Avatharam Ganivada | Medical Image Analysis | Best Researcher Award

Assist Prof Dr. Avatharam Ganivada | Medical Image Analysis | Best Researcher Award

Asst. Professor, University of Hyderabad, India

Assistant Professor Dr. Avatharam Ganivada, renowned for his expertise in Medical Image Analysis, has been honored with the esteemed Best Researcher Award. 🏆 His exemplary contributions, particularly in the realm of analyzing medical images for diagnostic and therapeutic advancements, have garnered widespread acclaim. Hailing from the University of Hyderabad, India, Dr. Ganivada’s dedication to pushing the boundaries of medical research is truly commendable. His innovative approaches and groundbreaking discoveries continue to inspire both peers and students alike, shaping the future of medical imaging and healthcare. 🌟

Profile

Google Scholar

Education 🎓

Dr. Avatharam Ganivada holds a Ph.D. in Computer Science and Engineering from Calcutta University, with research conducted at the Center for Soft Computing Research, Indian Statistical Institute, during Dec. 2009–Aug. 2015. Additionally, she completed a certificate course on soft computing and machine learning at the same institute in 2009, and obtained her M.Tech. degree in Computer Science and Technology from the University of Mysore in 2008.

Experience 💼

Dr. Ganivada has a rich professional background, serving as an Assistant Professor at the School of Computer and Information Sciences, University of Hyderabad since March 2017. Prior to academia, she worked as a Data Scientist at ProKarma Soft. Pvt. Ltd., Hyderabad, from September 2015 to February 2017.

Research Interests 🧠

Dr.
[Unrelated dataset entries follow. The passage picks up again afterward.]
#![cfg(test)]

use proptest::prelude::*;
use rand::prelude::StdRng;
use rand::SeedableRng;

use crate::domain::ballots::{ballot_snapshot, resolve_move};
use crate::domain::color::TeamColor;
use crate::domain::player::Player;
use crate::domain::team::Team;

fn notation() -> impl Strategy<Value = String> {
    "[a-h][1-8][a-h][1-8]"
}

proptest! {
    /// With at least one ballot, resolution only ever returns a submitted
    /// move, whatever the legal set looks like.
    #[test]
    fn chosen_move_comes_from_ballots_when_any_exist(
        submitted in proptest::collection::vec(notation(), 1..6),
        legal in proptest::collection::vec(notation(), 0..20),
        seed in any::<u64>(),
    ) {
        let mut rng = StdRng::seed_from_u64(seed);
        let chosen = resolve_move(&submitted, &legal, &mut rng).unwrap();
        prop_assert!(submitted.contains(&chosen));
    }

    /// Without ballots, resolution falls back to the legal set.
    #[test]
    fn chosen_move_comes_from_legal_set_otherwise(
        legal in proptest::collection::vec(notation(), 1..20),
        seed in any::<u64>(),
    ) {
        let mut rng = StdRng::seed_from_u64(seed);
        let chosen = resolve_move(&[], &legal, &mut rng).unwrap();
        prop_assert!(legal.contains(&chosen));
    }

    /// Every ballot lands in exactly one side of the snapshot, and the
    /// selected side only holds entries matching the chosen notation.
    #[test]
    fn snapshot_partitions_the_ballots(
        ballots in proptest::collection::vec(proptest::option::of(notation()), 1..6),
        chosen in notation(),
    ) {
        let mut team = Team::new(TeamColor::White);
        for (i, ballot) in ballots.iter().enumerate() {
            let mut player = Player::human(format!("p{i}"), TeamColor::White);
            player.ballot = ballot.clone();
            team.players.push(player);
        }
        let record = ballot_snapshot(&team, "fen".to_string(), &chosen);

        let ballot_count = ballots.iter().flatten().count();
        let named_selected = record.selected.iter().filter(|e| e.player.is_some()).count();
        prop_assert_eq!(named_selected + record.alts.len(), ballot_count);
        prop_assert!(record.selected.iter().all(|e| e.notation == chosen));
        prop_assert!(record.alts.iter().all(|e| e.notation != chosen));
        // The chosen move always appears, as a ballot or synthetically.
        prop_assert!(!record.selected.is_empty());
    }
}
Ganivada’s research interests encompass various aspects of computer science, including deep learning, neural networks, pattern recognition, and bioinformatics. She is particularly focused on developing innovative solutions for image processing, object detection, and classification, as evidenced by her extensive publication record.

Awards and Recognition 🏆

Dr. Ganivada’s academic achievements have been recognized through prestigious fellowships, including the J.C. Bose Fellowship for her Ph.D. research and the AICTE GATE fellowship during her M.Tech. Additionally, she has served as a reviewer for esteemed journals and conferences in her field.

Publications 📚

  • “Deep Learning and Genetic Algorithm-based Ensemble Model for Feature Selection and Classification of Breast Ultrasound Images”, Image and Vision Computing, Accepted, 2024.